Semblables à des frottements, peut-être des traces de lutte, les empreintes n’évoquent rien de réjouissant. Express Nothing (2011) n’est pas le résultat d’une quelconque performance, les corps ne sont qu’un outil de production utilisé dans l’intimité de l’atelier. Pourtant, c’est comme s’il s’était passé quelque chose : nous sommes face à une trace qui ne dit pas sa provenance. Contrefaire des origines, faire mentir des slogans, sont les premiers aspects sous lesquels on découvre Firm Being (série en cours), de petites bouteilles d’eau posées au sol ou parfois sur socle dans les expositions de Rosenkranz. « Source de jeunesse », « inspirée par la nature », « untouched by man »4 s’inscrivent sur les contenants mais, à l’intérieur, c’est une matière colorée qui a pris la place du liquide vital : une déclinaison de ces couleurs de peau évoquées précédemment. Si l’on pense de prime abord aux promesses marketées de santé et beauté que revendiquent les eaux commercialisées, l’image d’une eau impure, nous rappelant les quelques huit cent millions de personnes privées d’eau potable, vient troubler notre univers healthy. C’est que « le droit à une eau potable, propre et de qualité » est un droit de l’homme tout récemment voté. Sous leurs jolis petits noms, Firm Being (Stay Neutral), Firm Being (Stay True) ou Firm Being (Fresh Ebony) dissimulent l’angoisse humaine de la surface, qui se doit d’être toujours impeccable.

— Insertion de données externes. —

pub mod inject_build_scans;
pub mod maintain_one_comment;
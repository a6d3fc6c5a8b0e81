//! CMake writer.
//!
//! A target becomes one creation command followed by property commands in a
//! fixed section order. GN-only fields that CMake has no command for are
//! kept as `GN_*` target properties so the CMake reader can restore them.
//!
//! # Visibility
//!
//! GN states visibility per dependency tier. Most CMake property commands
//! take a single `PUBLIC`/`PRIVATE` keyword for the whole command, so those
//! sections use [`derive_visibility`]: `PUBLIC` when the target has public
//! dependencies, otherwise `PRIVATE`. The two models are not isomorphic and
//! this is an approximation; dependency tiers themselves are always written
//! exactly.
//!
//! `target_sources` is the exception: sources always go under `PRIVATE` and
//! headers under `PUBLIC` (`INTERFACE` for groups), so the reader can tell
//! the two lists apart without guessing from file extensions.

use super::unknown_placeholder;
use crate::ir::{ConditionBlock, Properties, PropertyKey, Target, TargetType, Visibility};
use crate::labels::to_cmake_name;
use crate::traits::Writer;

/// Static instance of the CMake writer for registry.
pub static CMAKE_WRITER: CmakeWriterImpl = CmakeWriterImpl;

/// CMake writer implementing the Writer trait.
pub struct CmakeWriterImpl;

impl Writer for CmakeWriterImpl {
    fn language(&self) -> &'static str {
        "cmake"
    }

    fn file_name(&self) -> &'static str {
        "CMakeLists.txt"
    }

    fn write(&self, target: &Target) -> String {
        CmakeWriter::emit(target)
    }
}

/// Keyword for sections that accept a single visibility keyword:
/// public-else-private.
pub fn derive_visibility(target: &Target) -> Visibility {
    if !target.public_deps.is_empty() {
        Visibility::Public
    } else {
        Visibility::Private
    }
}

/// Keyword that marks `target_sources` items as headers.
fn header_visibility(kind: TargetType) -> Visibility {
    if kind == TargetType::Group {
        Visibility::Interface
    } else {
        Visibility::Public
    }
}

/// How a kind is created.
#[derive(Debug, Clone, Copy)]
struct CreationRule {
    command: &'static str,
    /// Library type, or `ALL` for custom targets.
    modifier: Option<&'static str>,
    /// Custom targets take sources after a `SOURCES` keyword and have no
    /// link step.
    custom: bool,
}

fn creation_rule(kind: TargetType) -> Option<CreationRule> {
    let (command, modifier, custom) = match kind {
        TargetType::Executable => ("add_executable", None, false),
        TargetType::StaticLibrary => ("add_library", Some("STATIC"), false),
        TargetType::SharedLibrary => ("add_library", Some("SHARED"), false),
        TargetType::SourceSet => ("add_library", Some("OBJECT"), false),
        TargetType::Group => ("add_library", Some("INTERFACE"), false),
        TargetType::Action | TargetType::GeneratedFile => {
            ("add_custom_target", Some("ALL"), true)
        }
        TargetType::Unknown => return None,
    };
    Some(CreationRule {
        command,
        modifier,
        custom,
    })
}

/// Render one CMake argument, quoting it when it would otherwise split or
/// be misread.
pub fn cmake_arg(value: &str) -> String {
    let needs_quotes = value.is_empty()
        || value
            .chars()
            .any(|c| c.is_whitespace() || matches!(c, ';' | '(' | ')' | '"' | '#' | '\\'));
    if !needs_quotes {
        return value.to_string();
    }
    let mut out = String::with_capacity(value.len() + 2);
    out.push('"');
    for c in value.chars() {
        if matches!(c, '"' | '\\') {
            out.push('\\');
        }
        out.push(c);
    }
    out.push('"');
    out
}

fn cmake_bool(flag: bool) -> &'static str {
    if flag { "TRUE" } else { "FALSE" }
}

/// Emits targets as CMake.
pub struct CmakeWriter {
    output: String,
    indent: usize,
    name: String,
    keyword: &'static str,
    headers: &'static str,
    custom: bool,
}

impl CmakeWriter {
    fn new(target: &Target, custom: bool) -> Self {
        Self {
            output: String::new(),
            indent: 0,
            name: cmake_arg(&target.name),
            keyword: derive_visibility(target).keyword(),
            headers: header_visibility(target.kind).keyword(),
            custom,
        }
    }

    /// Emit one target. No trailing newline.
    pub fn emit(target: &Target) -> String {
        let Some(rule) = creation_rule(target.kind) else {
            return unknown_placeholder(&target.name);
        };
        let mut writer = Self::new(target, rule.custom);
        if target.kind.is_lossy_in_cmake() {
            writer.line(&format!(
                "# NOTE: GN {} \"{}\" has no CMake equivalent; emitted as a custom target",
                target.kind, target.name
            ));
        }
        writer.write_creation(target, rule);

        let mut props = target.properties();
        // Already part of the creation command.
        props.sources = None;
        if rule.custom {
            props.script = None;
            props.inputs = None;
            props.outputs = None;
        }
        let kind = target.kind.is_lossy_in_cmake().then_some(target.kind);
        writer.write_sections(&props, kind);
        writer.write_conditions(&target.conditions);

        let len = writer.output.trim_end().len();
        writer.output.truncate(len);
        writer.output
    }

    fn line(&mut self, text: &str) {
        for _ in 0..self.indent {
            self.output.push_str("  ");
        }
        self.output.push_str(text);
        self.output.push('\n');
    }

    /// `head` followed by `items`: inline for zero or one item, one item per
    /// line otherwise.
    fn command(&mut self, head: &str, items: &[String]) {
        match items {
            [] => self.line(&format!("{head})")),
            [only] => self.line(&format!("{head} {})", cmake_arg(only))),
            many => {
                self.line(head);
                self.indent += 1;
                for item in many {
                    self.line(&cmake_arg(item));
                }
                self.indent -= 1;
                self.line(")");
            }
        }
    }

    fn write_creation(&mut self, target: &Target, rule: CreationRule) {
        let mut head = format!("{}({}", rule.command, self.name);
        if let Some(modifier) = rule.modifier {
            head.push(' ');
            head.push_str(modifier);
        }
        if !rule.custom {
            self.command(&head, &target.sources);
            return;
        }

        let sections = [
            ("COMMAND", target.script.as_slice()),
            ("DEPENDS", target.inputs.as_slice()),
            ("BYPRODUCTS", target.outputs.as_slice()),
            ("SOURCES", target.sources.as_slice()),
        ];
        let lines: Vec<String> = sections
            .iter()
            .filter(|(_, items)| !items.is_empty())
            .map(|(keyword, items)| {
                let args: Vec<String> = items.iter().map(|item| cmake_arg(item)).collect();
                format!("{keyword} {}", args.join(" "))
            })
            .collect();
        if lines.is_empty() {
            self.line(&format!("{head})"));
            return;
        }
        self.line(&head);
        self.indent += 1;
        for line in &lines {
            self.line(line);
        }
        self.indent -= 1;
        self.line(")");
    }

    /// Property commands for one property map, in section order. `kind` is
    /// recorded only at target level.
    fn write_sections(&mut self, props: &Properties, kind: Option<TargetType>) {
        let name = self.name.clone();
        let keyword = self.keyword;

        let sources = [
            (PropertyKey::Sources, Visibility::Private.keyword()),
            (PropertyKey::Headers, self.headers),
        ];
        for (key, section) in sources {
            if let Some(items) = props.list(key) {
                self.command(&format!("target_sources({name} {section}"), items);
            }
        }
        let simple = [
            (PropertyKey::IncludeDirs, "target_include_directories"),
            (PropertyKey::Defines, "target_compile_definitions"),
            (PropertyKey::CompileFlags, "target_compile_options"),
            (PropertyKey::LinkFlags, "target_link_options"),
        ];
        for (key, command) in simple {
            if let Some(items) = props.list(key) {
                self.command(&format!("{command}({name} {keyword}"), items);
            }
        }

        let deps = |key: PropertyKey| {
            props
                .list(key)
                .map(|deps| deps.iter().map(|dep| to_cmake_name(dep)).collect::<Vec<_>>())
        };
        let public = deps(PropertyKey::PublicDeps);
        let private = deps(PropertyKey::PrivateDeps);
        let generic = deps(PropertyKey::Deps);
        let data = deps(PropertyKey::DataDeps);
        if self.custom {
            let all: Option<Vec<String>> = [public, private, generic, data]
                .into_iter()
                .flatten()
                .reduce(|mut all, more| {
                    all.extend(more);
                    all
                });
            if let Some(all) = all {
                self.command(&format!("add_dependencies({name}"), &all);
            }
        } else {
            self.write_link_libraries(public.as_deref(), private.as_deref());
            if let Some(generic) = generic {
                self.command(&format!("target_link_libraries({name}"), &generic);
            }
            if let Some(data) = data {
                self.command(&format!("add_dependencies({name}"), &data);
            }
        }

        self.write_properties(props, kind);
    }

    fn write_link_libraries(&mut self, public: Option<&[String]>, private: Option<&[String]>) {
        let head = format!("target_link_libraries({}", self.name);
        match (public, private) {
            (None, None) => {}
            (Some(items), None) => self.command(&format!("{head} PUBLIC"), items),
            (None, Some(items)) => self.command(&format!("{head} PRIVATE"), items),
            (Some(public), Some(private)) => {
                self.line(&head);
                self.indent += 1;
                for (keyword, items) in [("PUBLIC", public), ("PRIVATE", private)] {
                    self.line(keyword);
                    self.indent += 1;
                    for item in items {
                        self.line(&cmake_arg(item));
                    }
                    self.indent -= 1;
                }
                self.indent -= 1;
                self.line(")");
            }
        }
    }

    fn write_properties(&mut self, props: &Properties, kind: Option<TargetType>) {
        let list = |items: &[String]| items.join(";");
        let mut pairs: Vec<(&str, String)> = Vec::new();
        if let Some(output_name) = &props.output_name {
            pairs.push(("OUTPUT_NAME", output_name.clone()));
        }
        if let Some(kind) = kind {
            pairs.push(("GN_TARGET_TYPE", kind.to_string()));
        }
        if let Some(visibility) = &props.visibility {
            pairs.push(("GN_VISIBILITY", list(visibility)));
        }
        if let Some(configs) = &props.configs {
            pairs.push(("GN_CONFIGS", list(configs)));
        }
        if let Some(testonly) = props.testonly {
            pairs.push(("GN_TESTONLY", cmake_bool(testonly).to_string()));
        }
        if let Some(complete) = props.complete_static_lib {
            pairs.push(("GN_COMPLETE_STATIC_LIB", cmake_bool(complete).to_string()));
        }
        if let Some(rsp) = &props.response_file_name {
            pairs.push(("GN_RESPONSE_FILE_NAME", rsp.clone()));
        }
        // Action fields that only a condition block can still carry here.
        if let Some(script) = &props.script {
            pairs.push(("GN_SCRIPT", script.clone()));
        }
        if let Some(inputs) = &props.inputs {
            pairs.push(("GN_INPUTS", list(inputs)));
        }
        if let Some(outputs) = &props.outputs {
            pairs.push(("GN_OUTPUTS", list(outputs)));
        }
        if pairs.is_empty() {
            return;
        }

        let head = format!("set_target_properties({} PROPERTIES", self.name);
        if let [(key, value)] = pairs.as_slice() {
            self.line(&format!("{head} {key} {})", cmake_arg(value)));
            return;
        }
        self.line(&head);
        self.indent += 1;
        for (key, value) in &pairs {
            self.line(&format!("{key} {}", cmake_arg(value)));
        }
        self.indent -= 1;
        self.line(")");
    }

    fn write_conditions(&mut self, blocks: &[ConditionBlock]) {
        for block in blocks {
            self.line(&format!("if({})", block.predicate));
            self.indent += 1;
            self.write_sections(&block.properties, None);
            self.write_conditions(&block.conditions);
            self.indent -= 1;
            self.line("endif()");
        }
    }
}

Les objets mis en œuvre par Pamela Rosenkranz, bouteilles d’eau et couvertures de survie notamment, reflètent nos nécessités premières : hydratation et température ad hoc. Mais le simple constat biologique se mue rapidement en une inquiétude plus profonde devant ce matériel de secours. Quelle est la plus grande menace qui plane sur nous ? Conflit global, fuite radioactive, réchauffement climatique, attaque toxique ? La référence à l’échelle humaine, présente dans nombre de ses pièces (Stretch Nothing (2009), Express Nothing (2011), Avoid Contact (2011), As One (2010)…) fait curieusement défaut à la série des Firm Being, réduisant l’homme au centième de l’eau que contient son corps.5 « L’être humain est l’animal qui détient la capacité d’épuiser et de détruire la nature, aussi bien la biosphère que lui-même »6, le voici pourtant rétréci, petit être à l’identité fuyante (Rosenkranz crée ses mélanges de manière empirique, ce qui fait qu’aucune de ses peintures ni aucun de ses objets ne porte la même couleur qu’un autre) replié sur lui-même en position fœtale (Bow Human, 2009). La rupture ontologique fondamentale entre l’homme et les autres êtres de nature une fois gommée, l’homme n’est plus la mesure de toute chose, il est désormais un animal comme les autres.
« D’abord il n’y a rien, puis il y a un rien profond, ensuite il y a une profondeur bleue. » Yves Klein « Discours à la Commission du théâtre de Gelsenkirchen ». Dans Death of Yves Klein (2011), Pamela Rosenkranz diffuse un écran monochrome IKB passé au filtre du spectre numérique tandis que la bande son fait ses succéder des avertissments quant au maniement des subtances nocives que le peintre utilisait et qui ont probablement causé son décès. Et si « la terre est bleue comme une orange »7, « le soleil est nouveau chaque jour »8. Where are the curtains ?9
Pamela Rozenkranz à la Kunsthalle de Basel jusqu’au 28 juin 2011 (http://www.kunsthallebasel.ch/ausstellungen/aktuell/107)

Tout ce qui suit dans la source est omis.